A single domain antibody (sdAb), as the name indicated, consists of a single monomeric variable antibody domain. Though it can selectively bind to a specific antigen like a whole antibody, a single domain antibody is much smaller than traditional antibodies as it's a kind of antibody fragment that lacks light chains and CH domain of heavy chains in conventional Fab region, and that is the main reason why single domain antibodies are also known as nanobodies.
These antibody fragments can be divided into VHH and VNAR fragments. Most VHH fragments are obtained from heavy-chain antibodies of camelids and VNAR sdAbs are from that of Cartilaginous fishes, but some single domain antibodies could also be made from conventional antibodies and human single-domain antibodies.
Besides the smaller size aforementioned, single domain antibodies have several other advantages that make them potential tools for academic research, diseases diagnosis and therapy, and biotechnology development.
Namely, nanobodies are promising due to the production in single cell organisms like bacteria and yeasts, enhanced tissue penetration, impressive capacity to bind to small cavities or clefts, as well as high stability, affinity, specificity, and solubility. Their rapid clearance in vivo also makes these novel antibodies great imaging agents and less toxic when they are developed as antibody drugs or diagnostic tools.
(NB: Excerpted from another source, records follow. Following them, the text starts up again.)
//! Authentication test helpers

use callrelay::backend::auth::sessions::{create_token, SESSION_TTL};
use callrelay::backend::auth::users::create_user;
use callrelay::shared::UserIdentity;
use sqlx::SqlitePool;

/// Signing secret used by every test server
pub const TEST_SECRET: &str = "test-secret-key";

/// Test user credentials
#[derive(Debug, Clone)]
pub struct TestUser {
    pub row_id: i64,
    pub identity: UserIdentity,
    pub username: String,
    pub password: String,
    pub token: String,
}

/// Insert a user directly and sign a token for it
pub async fn create_test_user(pool: &SqlitePool, username: &str) -> TestUser {
    let password = "test_password_123".to_string();
    let password_hash = bcrypt::hash(&password, 4).expect("Failed to hash password");
    let identity = UserIdentity::generate();
    let user = create_user(
        pool,
        &identity,
        username,
        &format!("{username}@example.com"),
        &password_hash,
    )
    .await
    .expect("Failed to create test user");

    let token = create_token(user.id, TEST_SECRET, SESSION_TTL).expect("Failed to create token");

    TestUser {
        row_id: user.id,
        identity,
        username: username.to_string(),
        password,
        token,
    }
}

/// Link two test users as friends
pub async fn make_friends(pool: &SqlitePool, a: &TestUser, b: &TestUser) {
    callrelay::backend::friends::db::insert_friend(pool, &a.identity, &b.identity)
        .await
        .expect("Failed to link friends");
}
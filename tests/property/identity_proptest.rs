//! Property-based tests for user identities

use callrelay::shared::UserIdentity;
use proptest::prelude::*;

proptest! {
    #[test]
    fn test_identity_generation_is_unique(_ in 0..100u32) {
        prop_assert_ne!(UserIdentity::generate(), UserIdentity::generate());
    }

    #[test]
    fn test_identity_serializes_as_bare_string(value in ".*") {
        let identity = UserIdentity::new(value.clone());
        let json = serde_json::to_value(&identity).unwrap();
        prop_assert_eq!(json, serde_json::Value::String(value));
    }
}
The downstream engineering of single domain antibodies is also promising, in which an increasing interest occurs in developing nanobodies for therapeutic and research uses, for example, application in the field of antibody-drug conjugate technologies (ADC).
Due to these advantages, single domain antibody for targeted therapy has been widely studied for both therapeutic and research applications, including ongoing discovery for SARS-CoV-2 therapeutics.
SARS-CoV-2 that causes the COVID-19 pandemic belongs to betacoronaviruses, and researchers have noticed the importance of viral spike protein in developing therapeutic mAbs. Neutralizing antibodies (NAbs) can provide more immunity to new coronavirus variants and more effectively stop viruses from getting into human cells, can target the receptor-binding domain (RBD) of the spike protein and block interactions of spike with the cell receptor ACE2.
The main sources to get neutralizing antibodies include single domain human antibodies from existing libraries and alpaca nanobodies. Scientists have found 3 potent SARS-CoV-2 antibodies from a human combinatorial antibody library established about 20 years ago and have successfully characterized these antibodies to develop effective therapeutics.
However, many emerging variants of SARS-CoV-2, for example, the Beta variant B.1.351 (South Africa) and the Alpha variant B.1.1.7 (UK), have shown possible immune escape and increased resistance to neutralizing antibodies generated by current COVID-19 vaccines. Such inability to neutralize viruses presents a new challenge for scientists to develop therapeutic neutralizing single domain antibodies against COVID-19.
A recent study from the US reported that researchers have successfully isolated two VHH nanobodies, namely, 7A3 and 8A2, from dromedary camels (Camelus dromedaries) by conducting nanobodies screening with phage display. These Camelid VHH single domain antibodies are proven to be able to detect protein cavities that are featured with small size and conformations, exhibiting high affinity for the spike RBD and broad neutralization abilities against original SARS-CoV-2 and its existing variants, including the delta variant.